Copy each line in the data below that contains the word "collect".

Entries provided -
········
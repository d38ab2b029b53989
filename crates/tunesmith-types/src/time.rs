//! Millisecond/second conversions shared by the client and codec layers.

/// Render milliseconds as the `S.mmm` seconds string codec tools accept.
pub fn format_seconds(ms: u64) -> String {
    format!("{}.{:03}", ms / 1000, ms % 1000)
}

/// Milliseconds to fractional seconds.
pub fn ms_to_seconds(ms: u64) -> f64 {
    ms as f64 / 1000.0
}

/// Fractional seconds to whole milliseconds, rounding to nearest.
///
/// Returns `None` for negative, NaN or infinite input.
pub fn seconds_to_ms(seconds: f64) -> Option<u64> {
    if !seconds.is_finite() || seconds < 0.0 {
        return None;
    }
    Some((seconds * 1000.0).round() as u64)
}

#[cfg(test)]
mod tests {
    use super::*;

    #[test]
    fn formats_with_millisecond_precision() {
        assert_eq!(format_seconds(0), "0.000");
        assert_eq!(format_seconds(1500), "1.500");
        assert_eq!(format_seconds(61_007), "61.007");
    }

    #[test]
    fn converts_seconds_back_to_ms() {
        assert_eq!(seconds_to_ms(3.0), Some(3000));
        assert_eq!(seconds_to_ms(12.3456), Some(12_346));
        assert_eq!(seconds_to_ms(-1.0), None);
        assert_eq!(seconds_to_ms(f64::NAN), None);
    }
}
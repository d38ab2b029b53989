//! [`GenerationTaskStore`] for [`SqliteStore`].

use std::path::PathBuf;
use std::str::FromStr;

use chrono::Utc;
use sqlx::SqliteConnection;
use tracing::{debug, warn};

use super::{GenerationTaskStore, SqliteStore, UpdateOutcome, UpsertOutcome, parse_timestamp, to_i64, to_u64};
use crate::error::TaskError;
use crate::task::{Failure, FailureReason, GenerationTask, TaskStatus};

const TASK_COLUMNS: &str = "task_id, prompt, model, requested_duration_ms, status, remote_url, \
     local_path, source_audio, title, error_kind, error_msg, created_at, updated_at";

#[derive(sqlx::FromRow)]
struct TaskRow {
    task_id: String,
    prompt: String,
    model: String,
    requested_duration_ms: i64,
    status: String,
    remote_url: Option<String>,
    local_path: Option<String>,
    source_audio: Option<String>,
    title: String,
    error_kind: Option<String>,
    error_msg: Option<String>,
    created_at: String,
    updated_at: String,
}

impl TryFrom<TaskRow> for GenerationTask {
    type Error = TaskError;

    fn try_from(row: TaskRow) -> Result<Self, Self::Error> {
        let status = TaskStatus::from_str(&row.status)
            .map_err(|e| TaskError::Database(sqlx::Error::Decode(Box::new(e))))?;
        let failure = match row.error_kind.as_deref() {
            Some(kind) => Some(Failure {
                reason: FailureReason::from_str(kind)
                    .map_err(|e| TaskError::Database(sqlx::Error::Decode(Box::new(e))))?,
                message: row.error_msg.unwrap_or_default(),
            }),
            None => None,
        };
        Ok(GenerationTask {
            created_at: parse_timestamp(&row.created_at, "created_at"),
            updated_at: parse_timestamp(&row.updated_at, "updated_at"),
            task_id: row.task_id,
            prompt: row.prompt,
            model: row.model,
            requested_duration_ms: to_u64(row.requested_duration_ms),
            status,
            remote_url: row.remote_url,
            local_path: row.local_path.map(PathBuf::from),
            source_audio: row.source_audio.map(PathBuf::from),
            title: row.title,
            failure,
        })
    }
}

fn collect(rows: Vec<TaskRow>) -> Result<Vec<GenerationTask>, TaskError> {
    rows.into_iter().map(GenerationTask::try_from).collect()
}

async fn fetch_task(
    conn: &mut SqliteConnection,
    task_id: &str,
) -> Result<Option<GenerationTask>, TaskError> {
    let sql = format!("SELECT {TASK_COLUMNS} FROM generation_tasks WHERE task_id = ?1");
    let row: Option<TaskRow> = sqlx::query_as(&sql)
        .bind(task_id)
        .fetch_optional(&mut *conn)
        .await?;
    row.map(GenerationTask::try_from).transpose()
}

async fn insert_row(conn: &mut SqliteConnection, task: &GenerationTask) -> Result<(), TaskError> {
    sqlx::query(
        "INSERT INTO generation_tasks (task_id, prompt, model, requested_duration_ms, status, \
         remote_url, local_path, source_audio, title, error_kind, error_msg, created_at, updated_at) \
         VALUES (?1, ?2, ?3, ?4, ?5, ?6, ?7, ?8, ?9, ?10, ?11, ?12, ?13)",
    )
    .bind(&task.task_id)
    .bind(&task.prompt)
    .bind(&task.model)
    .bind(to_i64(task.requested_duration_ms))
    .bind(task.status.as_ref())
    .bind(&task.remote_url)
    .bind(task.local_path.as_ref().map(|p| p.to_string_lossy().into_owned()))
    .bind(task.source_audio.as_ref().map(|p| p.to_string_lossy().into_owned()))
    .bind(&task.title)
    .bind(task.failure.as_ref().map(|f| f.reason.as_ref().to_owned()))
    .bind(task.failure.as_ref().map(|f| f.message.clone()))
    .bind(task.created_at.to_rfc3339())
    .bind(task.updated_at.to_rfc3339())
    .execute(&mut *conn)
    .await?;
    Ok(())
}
········
Solution for this task -
fn collect(rows: Vec<TaskRow>) -> Result<Vec<GenerationTask>, TaskError> {
    rows.into_iter().map(GenerationTask::try_from).collect()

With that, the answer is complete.